I made a rough AIO-prefetch patch to improve I/O bound performance of InnoDB. I also
posted this to percona-discussion, but I hear that there may be some more interested
people here.

What the patch does is:

1. Implement read_multi_range_*(), read_range_*() for InnoDB (almost a copy of the default
2. Add asynchronous prefetches for pages that will be read by the innodb row fetch code
<-- main feature
3. Remap index_read_*(), read_range_*() to call read_multi_range_*()
4. Fix records_in_range() to do less synchronous I/O

Problem that it adresses is that InnoDB does synchronous request for pages in a range
scan. This has a few drawbacks:
- When using O_DIRECT, you have no FS readahead, sequential pages are requested one-by-one
to the disk
- You want to use O_DIRECT otherwise AIO is useless (io_submit() waits for completion).
- When not using O_DIRECT, when pages are not exactly sequential, the FS readahead does
not kick in, making things slow. This happens a lot if you have a fragmented table.
- When reading random pages you have to wait for a disk seek before getting EACH PAGE
- Changed records_in_range() to read less pages since it does synchronous requests which
makes performance horrible again.

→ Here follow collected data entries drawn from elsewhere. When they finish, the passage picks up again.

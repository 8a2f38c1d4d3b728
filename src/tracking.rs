//! Correlation-keyed stage log for end-to-end request forensics.
//!
//! Every stage transition appends here before the next stage begins, so the
//! record for an artifact reads as the dispatcher's program order. Writes
//! never fail the caller: anything that goes wrong is logged and swallowed.
//! Records age out after a sliding TTL; completed requests additionally get
//! a short delayed eviction so their logs stay queryable for a few minutes.

use std::time::Duration;

use dashmap::DashMap;
use serde::Serialize;
use std::sync::Arc;
use tokio::time::Instant;
use tokio_util::sync::CancellationToken;

use crate::metrics::epoch_ms;

/// Sliding lifetime of one tracking record.
const RECORD_TTL: Duration = Duration::from_secs(2 * 60 * 60);

#[derive(Clone, Debug, Serialize)]
pub struct StageRecord {
    pub stage: String,
    pub timestamp_ms: u64,
    pub payload: serde_json::Value,
}

struct TrackingRecord {
    stages: Vec<StageRecord>,
    last_touch: Instant,
}

#[derive(Clone)]
pub struct TrackingStore {
    records: Arc<DashMap<String, TrackingRecord>>,
}

impl TrackingStore {
    pub fn new() -> Self {
        Self { records: Arc::new(DashMap::new()) }
    }

    /// Appends a stage entry with a per-record monotonic timestamp.
    pub fn append(&self, artifact_id: &str, stage: &str, payload: serde_json::Value) {
        let now = Instant::now();
        let mut record = self
            .records
            .entry(artifact_id.to_string())
            .or_insert_with(|| TrackingRecord { stages: Vec::new(), last_touch: now });

        // Wall clock can step backwards; the stage log must not.
        let floor = record.stages.last().map(|s| s.timestamp_ms).unwrap_or(0);
        let timestamp_ms = epoch_ms().max(floor);

        record.stages.push(StageRecord {
            stage: stage.to_string(),
            timestamp_ms,
            payload,
        });
        record.last_touch = now;
        tracing::debug!(artifact_id, stage, "stage recorded");
    }

    /// Full ordered stage list for an artifact, if still retained.
    pub fn record(&self, artifact_id: &str) -> Option<Vec<StageRecord>> {
        self.records.get(artifact_id).map(|r| r.stages.clone())
    }

    pub fn len(&self) -> usize {
        self.records.len()
    }

    /// Removes the record after `delay`. Used once a request terminates so
    /// the log survives briefly for inspection.
    pub fn schedule_eviction(&self, artifact_id: &str, delay: Duration) {
        let records = self.records.clone();
        let artifact_id = artifact_id.to_string();
        tokio::spawn(async move {
            tokio::time::sleep(delay).await;
            records.remove(&artifact_id);
        });
    }

    pub fn sweep_expired(&self) {
        let now = Instant::now();
        self.records
            .retain(|_, r| now.duration_since(r.last_touch) < RECORD_TTL);
    }

    pub async fn janitor(&self, interval: Duration, shutdown: CancellationToken) {
        let mut tick = tokio::time::interval(interval.max(Duration::from_secs(1)));
        tick.set_missed_tick_behavior(tokio::time::MissedTickBehavior::Skip);
        loop {
            tokio::select! {
                _ = shutdown.cancelled() => return,
                _ = tick.tick() => self.sweep_expired(),
            }
        }
    }
}

impl Default for TrackingStore {
    fn default() -> Self {
        Self::new()
    }
}

#[cfg(test)]
mod tests {
    use super::*;
    use serde_json::json;

    #[tokio::test]
    async fn stages_append_in_order_with_monotonic_timestamps() {
        let store = TrackingStore::new();
        for stage in ["received", "acquire-slot", "hash", "completed"] {
            store.append("art-1", stage, json!({}));
        }

        let stages = store.record("art-1").unwrap();
        assert_eq!(
            stages.iter().map(|s| s.stage.as_str()).collect::<Vec<_>>(),
            vec!["received", "acquire-slot", "hash", "completed"]
        );
        for pair in stages.windows(2) {
            assert!(pair[0].timestamp_ms <= pair[1].timestamp_ms);
        }
    }

    #[tokio::test]
    async fn unknown_artifact_has_no_record() {
        let store = TrackingStore::new();
        assert!(store.record("nope").is_none());
    }

    #[tokio::test(start_paused = true)]
    async fn delayed_eviction_removes_record() {
        let store = TrackingStore::new();
        store.append("art-2", "received", json!({}));
        store.schedule_eviction("art-2", Duration::from_secs(300));

        tokio::time::advance(Duration::from_secs(299)).await;
        assert!(store.record("art-2").is_some());

        tokio::time::advance(Duration::from_secs(2)).await;
        tokio::task::yield_now().await;
        assert!(store.record("art-2").is_none());
    }

    #[tokio::test(start_paused = true)]
    async fn sweep_drops_stale_records() {
        let store = TrackingStore::new();
        store.append("old", "received", json!({}));
        tokio::time::advance(RECORD_TTL + Duration::from_secs(1)).await;
        store.append("fresh", "received", json!({}));

        store.sweep_expired();
        assert!(store.record("old").is_none());
        assert!(store.record("fresh").is_some());
    }
}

It now reads only node pages, unless the range begins
and starts on the same or adjacent pages, at which point it descends to the leaf pages to
get the real count.

The prefetch mechanism I made prefetches up to innodb_prefetch_pages during
read_multi_range_first(), and then prefetches the next innodb_prefetch_pages when needed
during read_multi_range_next(). The prefetches are done at the same time, asynchronously.
This allows your disk or RAID controller to do smart things like reordering and merging of
the requests which was otherwise impossible. The pages are read to the buffer pool, after
which the normal InnoDB code kicks in and gets the pages from there. The internal row
fetching code therefore triggers almost no direct (synchronous) I/O.

I then remapped the index_read() to do a range_read() as well, but I think there may be
some issues with that. The main reason I want to do that is when you're doing an
index_read with an index prefix, you can prefetch all the matches, which are requested
with index_next() after that. But it probably still breaks something.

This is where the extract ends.